WORK REQUIRED → Take each line below that has "NotOpen" and copy it.

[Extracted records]
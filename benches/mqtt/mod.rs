pub mod client;
pub mod codec;
//! Transport errors shared by every [`Connection`](super::Connection) implementation

/// What went wrong on the byte stream underneath a protocol client.
///
/// Transports map their native failures onto these variants so protocol code
/// can react without knowing which stack it runs on. The MQTT client treats
/// every one of them as loss of the connection.
#[derive(Debug, PartialEq, Eq, Clone, Copy)]
pub enum Error {
    /// The operation needs an open connection and there is none.
    NotOpen,
    /// Writing failed or made no progress.
    WriteError,
    /// Reading failed.
    ReadError,
    /// The remote end refused the connection attempt.
    ConnectionRefused,
    /// The connection attempt did not complete in time.
    Timeout,
    /// The peer closed the stream.
    ConnectionClosed,
    /// The host name could not be resolved.
    InvalidAddress,
    /// The socket could not be configured after connecting.
    SocketOption,
}

impl core::fmt::Display for Error {
    fn fmt(&self, f: &mut core::fmt::Formatter<'_>) -> core::fmt::Result {
        let text = match self {
            Error::NotOpen => "connection not open",
            Error::WriteError => "write failed",
            Error::ReadError => "read failed",
            Error::ConnectionRefused => "connection refused",
            Error::Timeout => "connect timed out",
            Error::ConnectionClosed => "connection closed by peer",
            Error::InvalidAddress => "host could not be resolved",
            Error::SocketOption => "socket option could not be set",
        };
        f.write_str(text)
    }
}

#[cfg(feature = "defmt")]
impl defmt::Format for Error {
    fn format(&self, f: defmt::Formatter) {
        match self {
            Error::NotOpen => defmt::write!(f, "NotOpen"),
            Error::WriteError => defmt::write!(f, "WriteError"),
            Error::ReadError => defmt::write!(f, "ReadError"),
            Error::ConnectionRefused => defmt::write!(f, "ConnectionRefused"),
            Error::Timeout => defmt::write!(f, "Timeout"),
            Error::ConnectionClosed => defmt::write!(f, "ConnectionClosed"),
            Error::InvalidAddress => defmt::write!(f, "InvalidAddress"),
            Error::SocketOption => defmt::write!(f, "SocketOption"),
        }
    }
}
/// Human readable text for a CONNACK return code.
///
/// # Examples
///
/// ```rust
/// use libiot_mqtt::network::application::mqtt::codec::describe_connect_return_code;
///
/// assert_eq!(describe_connect_return_code(5), "Connection Refused, not authorized.");
/// assert_eq!(describe_connect_return_code(42), "unknown return code: 42.");
/// ```
pub fn describe_connect_return_code(code: u8) -> String<64> {
    let mut text = String::new();
    // The longest description is 50 bytes.
    let _ = write!(text, "{}", ConnectReturnCode::from(code));
    text
}

fn push_bytes<const N: usize>(buf: &mut Vec<u8, N>, bytes: &[u8]) -> Result<(), Error> {
    buf.extend_from_slice(bytes)
        .map_err(|_| Error::BufferOverflow)
}

fn push_string<const N: usize>(buf: &mut Vec<u8, N>, s: &[u8]) -> Result<(), Error> {
    let len = u16::try_from(s.len()).map_err(|_| Error::StringTooLong)?;
    push_bytes(buf, &len.to_be_bytes())?;
    push_bytes(buf, s)
}

/// Prefix `body` with its fixed header.
fn finish(header: u8, body: &[u8]) -> Result<Packet, Error> {
    let mut packet = Packet::new();
    push_bytes(&mut packet, &[header])?;
    // `body` is bounded by MAX_PACKET_LEN, far below MAX_REMAINING_LENGTH.
    push_bytes(&mut packet, &encode_remaining_length(body.len() as u32))?;
    push_bytes(&mut packet, body)?;
    Ok(packet)
}
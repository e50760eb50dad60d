//! Logging macros, brought into scope with `#[macro_use]` from the crate root.
//!
//! With the `defmt` feature these forward to the matching `defmt` macro.
//! Without it they expand to a block that only borrows the arguments, so
//! call sites stay warning-free and cost nothing.

#![allow(unused_macros)]

#[cfg(feature = "defmt")]
macro_rules! trace {
    ($($arg:tt)*) => { defmt::trace!($($arg)*) };
}

#[cfg(feature = "defmt")]
macro_rules! debug {
    ($($arg:tt)*) => { defmt::debug!($($arg)*) };
}

#[cfg(feature = "defmt")]
macro_rules! info {
    ($($arg:tt)*) => { defmt::info!($($arg)*) };
}

#[cfg(feature = "defmt")]
macro_rules! warn {
    ($($arg:tt)*) => { defmt::warn!($($arg)*) };
}

#[cfg(feature = "defmt")]
macro_rules! error {
    ($($arg:tt)*) => { defmt::error!($($arg)*) };
}

#[cfg(not(feature = "defmt"))]
macro_rules! trace {
    ($fmt:literal $(, $arg:expr)* $(,)?) => {{ $( let _ = &$arg; )* }};
}

#[cfg(not(feature = "defmt"))]
macro_rules! debug {
    ($fmt:literal $(, $arg:expr)* $(,)?) => {{ $( let _ = &$arg; )* }};
}

#[cfg(not(feature = "defmt"))]
macro_rules! info {
    ($fmt:literal $(, $arg:expr)* $(,)?) => {{ $( let _ = &$arg; )* }};
}

#[cfg(not(feature = "defmt"))]
macro_rules! warn {
    ($fmt:literal $(, $arg:expr)* $(,)?) => {{ $( let _ = &$arg; )* }};
}

#[cfg(not(feature = "defmt"))]
macro_rules! error {
    ($fmt:literal $(, $arg:expr)* $(,)?) => {{ $( let _ = &$arg; )* }};
}
//! TCP transport over `std::net`.
//!
//! The stream is switched to non-blocking mode right after the handshake so
//! that [`Read::read`] matches the contract the MQTT client expects: `Ok(0)`
//! when nothing is buffered, an error once the peer has gone away.

use super::error::Error;
use super::{Close, Connect, Connection, Read, Write};
use std::io::{self, Read as _, Write as _};
use std::net::{Shutdown, TcpStream, ToSocketAddrs};
use std::time::Duration;

/// Opens [`TcpConnection`]s.
#[derive(Debug, Clone)]
pub struct TcpConnector {
    connect_timeout: Duration,
}

impl TcpConnector {
    /// Create a connector with a 5 second connect timeout.
    pub fn new() -> Self {
        Self {
            connect_timeout: Duration::from_secs(5),
        }
    }

    /// Override the connect timeout.
    pub fn with_timeout(connect_timeout: Duration) -> Self {
        Self { connect_timeout }
    }
}

impl Default for TcpConnector {
    fn default() -> Self {
        Self::new()
    }
}

impl Connect for TcpConnector {
    type Connection = TcpConnection;
    type Error = Error;

    fn connect(&mut self, host: &str, port: u16) -> Result<Self::Connection, Self::Error> {
        let addr = (host, port)
            .to_socket_addrs()
            .map_err(|_| Error::InvalidAddress)?
            .next()
            .ok_or(Error::InvalidAddress)?;
        let stream =
            TcpStream::connect_timeout(&addr, self.connect_timeout).map_err(|e| match e.kind() {
                io::ErrorKind::TimedOut => Error::Timeout,
                _ => Error::ConnectionRefused,
            })?;
        stream.set_nodelay(true).map_err(|_| Error::SocketOption)?;
        stream
            .set_nonblocking(true)
            .map_err(|_| Error::SocketOption)?;
        Ok(TcpConnection { stream })
    }
}

/// A non-blocking TCP stream.
#[derive(Debug)]
pub struct TcpConnection {
    stream: TcpStream,
}

impl Read for TcpConnection {
    type Error = Error;

    fn read(&mut self, buf: &mut [u8]) -> Result<usize, Self::Error> {
        match self.stream.read(buf) {
            // EOF on a stream socket means the broker hung up
            Ok(0) if !buf.is_empty() => Err(Error::ConnectionClosed),
            Ok(n) => Ok(n),
            Err(e) if e.kind() == io::ErrorKind::WouldBlock => Ok(0),
            Err(e) if e.kind() == io::ErrorKind::Interrupted => Ok(0),
            Err(_) => Err(Error::ReadError),
        }
    }
}

impl Write for TcpConnection {
    type Error = Error;

    fn write(&mut self, buf: &[u8]) -> Result<usize, Self::Error> {
        loop {
            match self.stream.write(buf) {
                Ok(n) => return Ok(n),
                Err(e) if e.kind() == io::ErrorKind::WouldBlock => continue,
                Err(e) if e.kind() == io::ErrorKind::Interrupted => continue,
                Err(_) => return Err(Error::WriteError),
            }
        }
    }

    fn flush(&mut self) -> Result<(), Self::Error> {
        self.stream.flush().map_err(|_| Error::WriteError)
    }
}

impl Close for TcpConnection {
    type Error = Error;

    fn close(self) -> Result<(), Self::Error> {
        match self.stream.shutdown(Shutdown::Both) {
            Ok(()) => Ok(()),
            Err(e) if e.kind() == io::ErrorKind::NotConnected => Ok(()),
            Err(_) => Err(Error::ConnectionClosed),
        }
    }
}

impl Connection for TcpConnection {}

ANSWER BELOW →
    NotOpen,
            Error::NotOpen => "connection not open",
            Error::NotOpen => defmt::write!(f, "NotOpen"),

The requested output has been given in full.